Generally, the production of an oxide superconducting wire through the PIT method has so far been performed as described below. As shown in FIG. 5, a round monofilamentary wire 14 is produced by covering a filament 2, which has a circular cross section, with a second sheath 3 having the shape of a circular tube. Alternatively, as shown in FIG. 6, a hexagonal monofilamentary wire 15 is produced by covering a filament 2′, which has a hexagonal cross section, with a second sheath 3 having the shape of a hexagonal tube. A plurality of round monofilamentary wires 14 or hexagonal monofilamentary wires 15 are inserted into a first sheath 6 (for example, in the case of the filament having a circular cross section, 50 to 200 wires are inserted) (in FIG. 5, to avoid the diagram from becoming complicated, the number of wires is reduced). The first sheath is drawn to produce a precursor wire 5. The precursor wire 5 is rolled and then heat-treated to complete the production of the oxide superconducting wire. FIG. 7 is a diagram showing a step of inserting the predetermined number of round monofilamentary wires 14 into the first sheath 6 in the production process of the precursor wire 5 shown in FIG. 5 described above.

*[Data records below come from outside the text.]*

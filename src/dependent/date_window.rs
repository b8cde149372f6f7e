//! Resolution of dependency date expressions into concrete time windows.

use std::fmt;
use std::str::FromStr;

use chrono::{Datelike, Duration, NaiveDate, NaiveDateTime, NaiveTime, Timelike, Weekday};

use crate::types::CycleType;

/// Half-open time window `[start, end)`.
#[derive(Debug, Clone, Copy, PartialEq, Eq)]
pub struct DateInterval {
    pub start: NaiveDateTime,
    pub end: NaiveDateTime,
}

impl DateInterval {
    pub fn new(start: NaiveDateTime, end: NaiveDateTime) -> Self {
        Self { start, end }
    }

    pub fn contains(&self, instant: NaiveDateTime) -> bool {
        self.start <= instant && instant < self.end
    }

    fn day(date: NaiveDate) -> Self {
        let start = date.and_time(NaiveTime::MIN);
        Self::new(start, start + Duration::days(1))
    }

    fn hour(instant: NaiveDateTime) -> Self {
        let start = instant
            .date()
            .and_time(NaiveTime::MIN)
            + Duration::hours(i64::from(instant.hour()));
        Self::new(start, start + Duration::hours(1))
    }
}

impl fmt::Display for DateInterval {
    fn fmt(&self, f: &mut fmt::Formatter<'_>) -> fmt::Result {
        write!(f, "[{}, {})", self.start, self.end)
    }
}

/// Date expression of a dependency item, e.g. `today` or `last3Hours`.
#[derive(Debug, Clone, Copy, PartialEq, Eq, Hash)]
pub enum DateValue {
    CurrentHour,
    LastHours(u32),
    Today,
    LastDays(u32),
    ThisWeek,
    LastWeek,
    LastWeekday(Weekday),
    ThisMonth,
    LastMonth,
    LastMonthBegin,
    LastMonthEnd,
}

impl DateValue {
    /// The cycle family this expression belongs to.
    pub fn cycle(self) -> CycleType {
        match self {
            DateValue::CurrentHour | DateValue::LastHours(_) => CycleType::Hour,
            DateValue::Today | DateValue::LastDays(_) => CycleType::Day,
            DateValue::ThisWeek | DateValue::LastWeek | DateValue::LastWeekday(_) => {
                CycleType::Week
            }
            DateValue::ThisMonth
            | DateValue::LastMonth
            | DateValue::LastMonthBegin
            | DateValue::LastMonthEnd => CycleType::Month,
        }
    }

    /// Expand the expression into windows relative to `reference`.
    ///
    /// Multi-period expressions yield one window per hour or per day, oldest
    /// first.
    pub fn intervals(self, reference: NaiveDateTime) -> Vec<DateInterval> {
        let today = reference.date();
        match self {
            DateValue::CurrentHour => vec![DateInterval::hour(reference)],
            DateValue::LastHours(n) => (1..=i64::from(n))
                .rev()
                .map(|i| DateInterval::hour(reference - Duration::hours(i)))
                .collect(),
            DateValue::Today => vec![DateInterval::day(today)],
            DateValue::LastDays(n) => (1..=i64::from(n))
                .rev()
                .map(|i| DateInterval::day(today - Duration::days(i)))
                .collect(),
            DateValue::ThisWeek => {
                let monday = monday_of(today);
                days_between(monday, today)
            }
            DateValue::LastWeek => {
                let monday = monday_of(today) - Duration::days(7);
                days_between(monday, monday + Duration::days(6))
            }
            DateValue::LastWeekday(weekday) => {
                let monday = monday_of(today) - Duration::days(7);
                let offset = i64::from(weekday.num_days_from_monday());
                vec![DateInterval::day(monday + Duration::days(offset))]
            }
            DateValue::ThisMonth => days_between(first_of_month(today), today),
            DateValue::LastMonth => {
                let (first, last) = last_month(today);
                days_between(first, last)
            }
            DateValue::LastMonthBegin => vec![DateInterval::day(last_month(today).0)],
            DateValue::LastMonthEnd => vec![DateInterval::day(last_month(today).1)],
        }
    }
}

impl fmt::Display for DateValue {
    fn fmt(&self, f: &mut fmt::Formatter<'_>) -> fmt::Result {
        match self {
            DateValue::CurrentHour => f.write_str("currentHour"),
            DateValue::LastHours(1) => f.write_str("last1Hour"),
            DateValue::LastHours(n) => write!(f, "last{n}Hours"),
            DateValue::Today => f.write_str("today"),
            DateValue::LastDays(n) => write!(f, "last{n}Days"),
            DateValue::ThisWeek => f.write_str("thisWeek"),
            DateValue::LastWeek => f.write_str("lastWeek"),
            DateValue::LastWeekday(day) => write!(f, "last{}", weekday_name(*day)),
            DateValue::ThisMonth => f.write_str("thisMonth"),
            DateValue::LastMonth => f.write_str("lastMonth"),
            DateValue::LastMonthBegin => f.write_str("lastMonthBegin"),
            DateValue::LastMonthEnd => f.write_str("lastMonthEnd"),
        }
    }
}

impl FromStr for DateValue {
    type Err = String;

    fn from_str(s: &str) -> Result<Self, Self::Err> {
        let value = match s.trim() {
            "currentHour" => DateValue::CurrentHour,
            "last1Hour" => DateValue::LastHours(1),
            "last2Hours" => DateValue::LastHours(2),
            "last3Hours" => DateValue::LastHours(3),
            "last24Hours" => DateValue::LastHours(24),
            "today" => DateValue::Today,
            "last1Days" => DateValue::LastDays(1),
            "last2Days" => DateValue::LastDays(2),
            "last3Days" => DateValue::LastDays(3),
            "last7Days" => DateValue::LastDays(7),
            "thisWeek" => DateValue::ThisWeek,
            "lastWeek" => DateValue::LastWeek,
            "lastMonday" => DateValue::LastWeekday(Weekday::Mon),
            "lastTuesday" => DateValue::LastWeekday(Weekday::Tue),
            "lastWednesday" => DateValue::LastWeekday(Weekday::Wed),
            "lastThursday" => DateValue::LastWeekday(Weekday::Thu),
            "lastFriday" => DateValue::LastWeekday(Weekday::Fri),
            "lastSaturday" => DateValue::LastWeekday(Weekday::Sat),
            "lastSunday" => DateValue::LastWeekday(Weekday::Sun),
            "thisMonth" => DateValue::ThisMonth,
            "lastMonth" => DateValue::LastMonth,
            "lastMonthBegin" => DateValue::LastMonthBegin,
            "lastMonthEnd" => DateValue::LastMonthEnd,
            other => return Err(format!("unsupported date value '{other}'")),
        };
        Ok(value)
    }
}

fn weekday_name(day: Weekday) -> &'static str {
    match day {
        Weekday::Mon => "Monday",
        Weekday::Tue => "Tuesday",
        Weekday::Wed => "Wednesday",
        Weekday::Thu => "Thursday",
        Weekday::Fri => "Friday",
        Weekday::Sat => "Saturday",
        Weekday::Sun => "Sunday",
    }
}

fn monday_of(date: NaiveDate) -> NaiveDate {
    date - Duration::days(i64::from(date.weekday().num_days_from_monday()))
}

fn first_of_month(date: NaiveDate) -> NaiveDate {
    date - Duration::days(i64::from(date.day0()))
}

/// First and last day of the month before `date`.
fn last_month(date: NaiveDate) -> (NaiveDate, NaiveDate) {
    let last = first_of_month(date) - Duration::days(1);
    (first_of_month(last), last)
}

/// One daily window for each day in `from..=to`.
fn days_between(from: NaiveDate, to: NaiveDate) -> Vec<DateInterval> {
    from.iter_days()
        .take_while(|d| *d <= to)
        .map(DateInterval::day)
        .collect()
}

#[cfg(test)]
mod tests {
    use super::*;

    fn at(s: &str) -> NaiveDateTime {
        NaiveDateTime::parse_from_str(s, "%Y-%m-%d %H:%M:%S").unwrap()
    }

    #[test]
    fn parses_and_displays_round_trip() {
        for s in ["currentHour", "last1Hour", "last24Hours", "last7Days", "lastFriday", "lastMonthEnd"] {
            let value: DateValue = s.parse().unwrap();
            assert_eq!(value.to_string(), s);
        }
        assert!("yesterday".parse::<DateValue>().is_err());
    }

    #[test]
    fn today_is_a_single_half_open_day() {
        let windows = DateValue::Today.intervals(at("2023-03-15 10:30:00"));
        assert_eq!(windows, vec![DateInterval::new(at("2023-03-15 00:00:00"), at("2023-03-16 00:00:00"))]);
        assert!(windows[0].contains(at("2023-03-15 23:59:59")));
        assert!(!windows[0].contains(at("2023-03-16 00:00:00")));
    }

    #[test]
    fn last_hours_are_oldest_first() {
        let windows = DateValue::LastHours(2).intervals(at("2023-03-15 10:30:00"));
        assert_eq!(windows.len(), 2);
        assert_eq!(windows[0].start, at("2023-03-15 08:00:00"));
        assert_eq!(windows[1].end, at("2023-03-15 10:00:00"));
    }

    #[test]
    fn week_expressions() {
        // 2023-03-15 is a Wednesday.
        let reference = at("2023-03-15 12:00:00");
        let this_week = DateValue::ThisWeek.intervals(reference);
        assert_eq!(this_week.len(), 3);
        assert_eq!(this_week[0].start, at("2023-03-13 00:00:00"));

        let last_week = DateValue::LastWeek.intervals(reference);
        assert_eq!(last_week.len(), 7);
        assert_eq!(last_week[0].start, at("2023-03-06 00:00:00"));
        assert_eq!(last_week[6].end, at("2023-03-13 00:00:00"));

        let last_sunday = DateValue::LastWeekday(Weekday::Sun).intervals(reference);
        assert_eq!(last_sunday[0].start, at("2023-03-12 00:00:00"));
    }

    #[test]
    fn month_expressions_cross_year_boundary() {
        let reference = at("2023-01-10 08:00:00");
        let last_month = DateValue::LastMonth.intervals(reference);
        assert_eq!(last_month.len(), 31);
        assert_eq!(last_month[0].start, at("2022-12-01 00:00:00"));
        assert_eq!(
            DateValue::LastMonthEnd.intervals(reference)[0].start,
            at("2022-12-31 00:00:00")
        );
        assert_eq!(DateValue::ThisMonth.intervals(reference).len(), 10);
    }
}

In the oxide superconducting wire produced by using the precursor wire of an oxide superconducting wire shown in FIG. 5 or 6, however, because the cross-sectional shape of the filament is isotropic such as circular or hexagonal, the filament is thick, so that the orientation ability of the crystal of the oxide superconductor cannot be increased. As a result, it has been difficult to offer an oxide superconducting wire having high critical current density.
As the method for increasing the critical current density of an oxide superconducting wire, the following methods have been attempted, for example. A first method provides a core material at the inside of the superconductor (Patent Literature 1). A second method provides a core material having a circular cross section in the center portion, prepares a tape-shaped monofilamentary wire, and attaches the wire longitudinally on the core material such that the entire surface of the wire is brought into intimate contact with the core material (Patent Literature 3). A third method places a plurality of ribbon-shaped filaments in a stabilized matrix having a cross section of a circle or a rotationally symmetric polygon and having a center portion formed with a stiff material (Patent Literature 2).